Analysis. Despite there being no evidence whatsoever that Stephen Smith sustained even one potentially injurious exposure to the hepatitis C virus in his working career with Employer, the circumstantial evidence is overwhelming that Stephen Smith's work for Employer exposed him to the risk of potentially injurious exposure significantly greater than the risk to which the public at large is exposed. Thus, it is altogether possible that Stephen Smith contracted hepatitis C due to his work. In other words, the possibility of an occupational disease exists in this case. It is Mrs. Smith's burden to prove, with medical or scientific evidence that it is more likely than not that Stephen Smith's work exposure caused him to contract hepatitis C. A part of that proof is to exclude or minimize non-work risk factors. This is why Mrs. Smith's counsel presented evidence that Mr. Smith was not an IV drug user, did not have tattoos, had not traveled to the Orient, etc. While these other non-work risk factors did not exist, an extremely significant non-work risk factor did exist: Mr. Smith received a blood transfusion consisting of six units of blood in 1970 after being shot in a hunting accident. That significant non-work risk factor must be weighed against the work-related risk factor. Both Dr. Parmet and Dr. Bacon each attempted to do so and each came to opposite conclusions.

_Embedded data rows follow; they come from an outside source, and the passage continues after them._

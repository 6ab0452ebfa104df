//! Security - 명령어 안전 정책
//!
//! ExecuteCommand가 프로세스를 띄우기 전에 확인한다.
//! - 금지 패턴 (exact / contains / regex)
//! - 차단 프로그램 (argv[0]의 basename 기준)

use regex::Regex;
use tracing::warn;

// ============================================================
// 금지 패턴
// ============================================================

/// 패턴 종류
#[derive(Debug, Clone)]
pub enum PatternType {
    Exact(String),
    Contains(String),
    Regex(Regex),
}

/// 금지 패턴 정의
#[derive(Debug, Clone)]
pub struct ForbiddenPattern {
    pub pattern: PatternType,
    pub reason: String,
}

impl ForbiddenPattern {
    pub fn exact(exact: impl Into<String>, reason: impl Into<String>) -> Self {
        Self {
            pattern: PatternType::Exact(exact.into()),
            reason: reason.into(),
        }
    }

    pub fn contains(substring: impl Into<String>, reason: impl Into<String>) -> Self {
        Self {
            pattern: PatternType::Contains(substring.into()),
            reason: reason.into(),
        }
    }

    /// 정규식 패턴 (컴파일 실패 시 None)
    pub fn regex(pattern: &str, reason: impl Into<String>) -> Option<Self> {
        Regex::new(pattern).ok().map(|re| Self {
            pattern: PatternType::Regex(re),
            reason: reason.into(),
        })
    }

    /// 명령어가 이 패턴에 매칭되는지 확인
    pub fn matches(&self, command: &str) -> bool {
        match &self.pattern {
            PatternType::Exact(s) => command.trim() == s,
            PatternType::Contains(s) => command.contains(s.as_str()),
            PatternType::Regex(re) => re.is_match(command),
        }
    }
}

/// 기본 금지 패턴
pub fn forbidden_patterns() -> Vec<ForbiddenPattern> {
    let mut patterns = vec![
        // 시스템 파괴
        ForbiddenPattern::exact("rm -rf /", "Root filesystem deletion"),
        ForbiddenPattern::exact("rm -rf /*", "Root filesystem deletion"),
        ForbiddenPattern::exact("rm -fr /", "Root filesystem deletion"),
        // Fork bomb
        ForbiddenPattern::contains(":(){ :|:& };:", "Fork bomb"),
        // 네트워크 악용
        ForbiddenPattern::contains("/dev/tcp/", "Network device access"),
        // 히스토리 삭제
        ForbiddenPattern::exact("history -c", "History clear"),
        // 프로세스 무차별 종료
        ForbiddenPattern::contains("killall -9", "Mass process kill"),
        ForbiddenPattern::contains("pkill -9", "Mass process kill"),
    ];

    let regexes = [
        (r"rm\s+(-[rf]+\s+)+/\s*$", "Root filesystem deletion"),
        (r"rm\s+(-[rf]+\s+)+/\*", "Root filesystem deletion"),
        (r":\(\)\s*\{\s*:\s*\|\s*:\s*&\s*\}\s*;\s*:", "Fork bomb"),
        (r"dd\s+if=.*of=/dev/[sh]d[a-z]", "Disk overwrite"),
        (r"mkfs\.", "Filesystem format"),
        (r"chmod\s+(-R\s+)?777\s+/\s*$", "Dangerous permission change"),
        (r"rm\s+.*\.bash_history", "History deletion"),
        (r"^\s*(insmod|modprobe|rmmod)\s+", "Kernel module loading"),
    ];
    patterns.extend(
        regexes
            .iter()
            .filter_map(|(re, reason)| ForbiddenPattern::regex(re, *reason)),
    );

    patterns
}

/// 기본 차단 프로그램
pub fn blocked_programs() -> Vec<String> {
    ["shutdown", "reboot", "halt", "poweroff", "mkfs", "fdisk", "format"]
        .into_iter()
        .map(String::from)
        .collect()
}

// ============================================================
// CommandPolicy
// ============================================================

/// 명령어 안전 정책
#[derive(Debug, Clone)]
pub struct CommandPolicy {
    forbidden: Vec<ForbiddenPattern>,
    blocked_programs: Vec<String>,
}

impl CommandPolicy {
    /// 기본 정책
    pub fn new() -> Self {
        Self {
            forbidden: forbidden_patterns(),
            blocked_programs: blocked_programs(),
        }
    }

    /// 아무것도 막지 않는 정책
    pub fn permissive() -> Self {
        Self {
            forbidden: Vec::new(),
            blocked_programs: Vec::new(),
        }
    }

    /// 설정값으로 생성
    pub fn from_settings(enforce_patterns: bool, blocked: Vec<String>) -> Self {
        Self {
            forbidden: if enforce_patterns {
                forbidden_patterns()
            } else {
                Vec::new()
            },
            blocked_programs: blocked,
        }
    }

    pub fn with_blocked_program(mut self, program: impl Into<String>) -> Self {
        self.blocked_programs.push(program.into());
        self
    }

    /// 명령어 검사
    ///
    /// 차단되면 사유를 `Err`로 반환한다.
    pub fn check(&self, command: &str, argv: &[String]) -> Result<(), String> {
        if let Some(program) = argv.first() {
            let base = std::path::Path::new(program)
                .file_name()
                .and_then(|n| n.to_str())
                .unwrap_or(program);
            // mkfs.ext4 같은 변형도 차단
            let stem = base.split('.').next().unwrap_or(base);

            if self
                .blocked_programs
                .iter()
                .any(|b| b == base || b == stem)
            {
                warn!(program = %base, "Blocked program");
                return Err(format!("Program '{}' is blocked", base));
            }
        }

        if let Some(hit) = self.forbidden.iter().find(|p| p.matches(command)) {
            warn!(command = %command, reason = %hit.reason, "Forbidden command pattern");
            return Err(hit.reason.clone());
        }

        Ok(())
    }
}

impl Default for CommandPolicy {
    fn default() -> Self {
        Self::new()
    }
}

#[cfg(test)]
mod tests {
    use super::*;

    fn argv(cmd: &str) -> Vec<String> {
        cmd.split_whitespace().map(String::from).collect()
    }

    #[test]
    fn test_forbidden_patterns() {
        let policy = CommandPolicy::new();
        for cmd in ["rm -rf /", "rm -rf /*", "dd if=/dev/zero of=/dev/sda", "modprobe evil"] {
            assert!(policy.check(cmd, &argv(cmd)).is_err(), "{cmd} should be blocked");
        }
    }

    #[test]
    fn test_blocked_programs() {
        let policy = CommandPolicy::new();
        assert!(policy.check("/sbin/shutdown now", &argv("/sbin/shutdown now")).is_err());
        assert!(policy.check("mkfs.ext4 /dev/x", &argv("mkfs.ext4 /dev/x")).is_err());
    }

    #[test]
    fn test_ordinary_commands_allowed() {
        let policy = CommandPolicy::new();
        for cmd in ["ls -la", "sleep 5", "cat README.md", "echo halting", "rm -rf ./build"] {
            assert!(policy.check(cmd, &argv(cmd)).is_ok(), "{cmd} should pass");
        }
    }

    #[test]
    fn test_permissive_and_custom() {
        let policy = CommandPolicy::permissive();
        assert!(policy.check("rm -rf /", &argv("rm -rf /")).is_ok());

        let policy = CommandPolicy::permissive().with_blocked_program("curl");
        assert!(policy.check("curl x", &argv("curl x")).is_err());
    }
}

At the risk of over-simplifying a complex case, it appears to me the issue is whether the 1970 blood transfusion or Mr. Smith's occupational exposure was the more likely cause of his hepatitis C. There are multiple factors in this analysis, including the timing of the exposures, Mr. Smith's symptoms in 1991 when the hepatitis C was first discovered, the results of the laboratory testing in 1991, a determination of the chronicity of the infection in 1991, the relative statistical risks of the exposures, the latency periods, and others. While both Dr. Parmet and Dr. Bacon considered, weighed and analyzed these factors, it is clear to me that Dr. Bacon's analysis is more likely correct. First of all, Dr. Bacon is clearly the more expert of the two in this area of medicine. Second, Dr. Parmet's analysis of the timeline, in order to exclude the 1970 blood transfusion as a probable cause, assumes incorrect latency periods, and is anchored by a belief that Mr. Smith's symptoms in 1991 evidenced an "acute" hepatitis viral syndrome, which belief is belied by the contemporaneous testing and laboratory results. Third, Dr. Bacon's analysis is consistent with the known medical facts, and is well-reasoned and well-explained.
I find that the 1970 blood transfusion is clearly the more likely cause of Stephen Smith's hepatitis C. I find that Stephen Smith's occupational exposure to the risk of hepatitis C infection was not a substantial factor in his contraction of hepatitis C. I find, therefore, that Stephen Smith did not sustain an occupational disease arising out of and in the course of his employment with Capital Region Medical Center.
Mootness of remaining issues. As Mr. Smith did not sustain a compensable accident or occupational disease, the remaining issues are moot.